Jeśli Wy macie ten sam problem co ja, to wiedzcie że jestem z Wami i wierzę że Wam się uda. Wiem, że w dzisiejszych czasach ciężko jest żyć w "wielkim" ciele. Uwierzcie w siebie, uwierzcie że się uda. To zależy wyłącznie od Was. Są różne decyzje w życiu, ale zazwyczaj nie zależą one tylko od nas, a od wielu innych ludzi i czynników. A TA decyzja to wyłącznie WASZA decyzja. To od nas zależy czy za parę miesięcy nadal będziemy się nad sobą użalać i marudzić, dlaczego nie jesteśmy jak inni, czy będziemy szczęśliwe i bardziej otwarte na życie :)

Także bierzemy się do pracy :)

Czas i tak upłynie, a to od nas zależy czy wykorzystamy go dobrze, czy też zmarnujemy.

Czuję że dzięki blogowi, będę mogła motywować Was i samą siebie.

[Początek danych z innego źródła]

use std::time::Duration;

use chrono::{DateTime, TimeDelta, Utc};
use serde::{Deserialize, Serialize};

use super::job::Job;
use crate::error::WorkflowError;

/// What the dispatcher should do with a job whose workflow failed.
#[derive(Debug, Clone, Copy, PartialEq, Eq)]
pub enum NextAction {
    /// Return the job to pending, claimable no earlier than the given time.
    RetryAt(DateTime<Utc>),
    /// Mark the job permanently failed.
    GiveUp,
}

/// Exponential backoff configuration.
#[derive(Debug, Clone, PartialEq, Eq, Serialize, Deserialize)]
pub struct RetryPolicy {
    /// Total executions allowed, counting the first one.
    pub max_attempts: u32,
    /// Delay before the second attempt.
    pub base_delay: Duration,
    /// Growth factor applied per further attempt.
    pub multiplier: u32,
}

impl Default for RetryPolicy {
    fn default() -> Self {
        Self {
            max_attempts: 3,
            base_delay: Duration::from_secs(5 * 60),
            multiplier: 4,
        }
    }
}

impl RetryPolicy {
    /// delay = base_delay * multiplier^(attempt - 1), saturating on overflow.
    pub fn delay_for_attempt(&self, attempt: u32) -> Duration {
        let factor = self.multiplier.saturating_pow(attempt.saturating_sub(1));
        self.base_delay.saturating_mul(factor)
    }

    pub fn next_action(&self, job: &Job, error: &WorkflowError, now: DateTime<Utc>) -> NextAction {
        if !error.is_retryable() || job.attempt_count >= self.max_attempts {
            return NextAction::GiveUp;
        }

        let delay = TimeDelta::from_std(self.delay_for_attempt(job.attempt_count)).unwrap_or(TimeDelta::MAX);
        let at = now.checked_add_signed(delay).unwrap_or(DateTime::<Utc>::MAX_UTC);
        NextAction::RetryAt(at)
    }
}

Bo głupio byłoby pisać coś Wam a samej się tego nie trzymać.

Nie wiem, jak częste będą moje wpisy ze względu na szkołę, ale będę starała się wpadać tu jak najczęściej :)

Powodzenia !

Wiedzcie, że jestem z Wami i Wam kibicuję :)

Uwierzcie w siebie !

Dreams come true :)

czwartek, 18 września 2014

1. Start

Hej wszystkim!Nazywam się Emily.No dobra, nie nazywam się tak, ale wolę jak tak się na mnie mówi. Za kilka dni kończę 17 lat, za kilka kolejnych emerytura. 
Tego bloga będziemy prowadzić w trójkę. To już odróżnia go od większości, więc jeśli moje wypociny was nie zainteresują to posty dziewczyn na pewno tak. Pomysł zrodził się na twitterze. Pod koniec wakacji zaczęłyśmy pisać i razem motywować się do odchudzania. Stwierdziłam, że chyba warto się tym z kimś podzielić, a tu zrobić coś w rodzaju dziennika przebiegu diety. 
Często przewijają się w internecie zdjęcia 'before and after', podziwiamy takich ludzi, myślimy 'wow, dokonali czegoś dużego, nieźle musieli się namęczyć. Jak do tego doszli?' Teraz będziecie mieli okazje oglądać nasze postępy. Jeśli zaciekawimy i zmotywujemy choć jedną osobę będę szczęśliwa. 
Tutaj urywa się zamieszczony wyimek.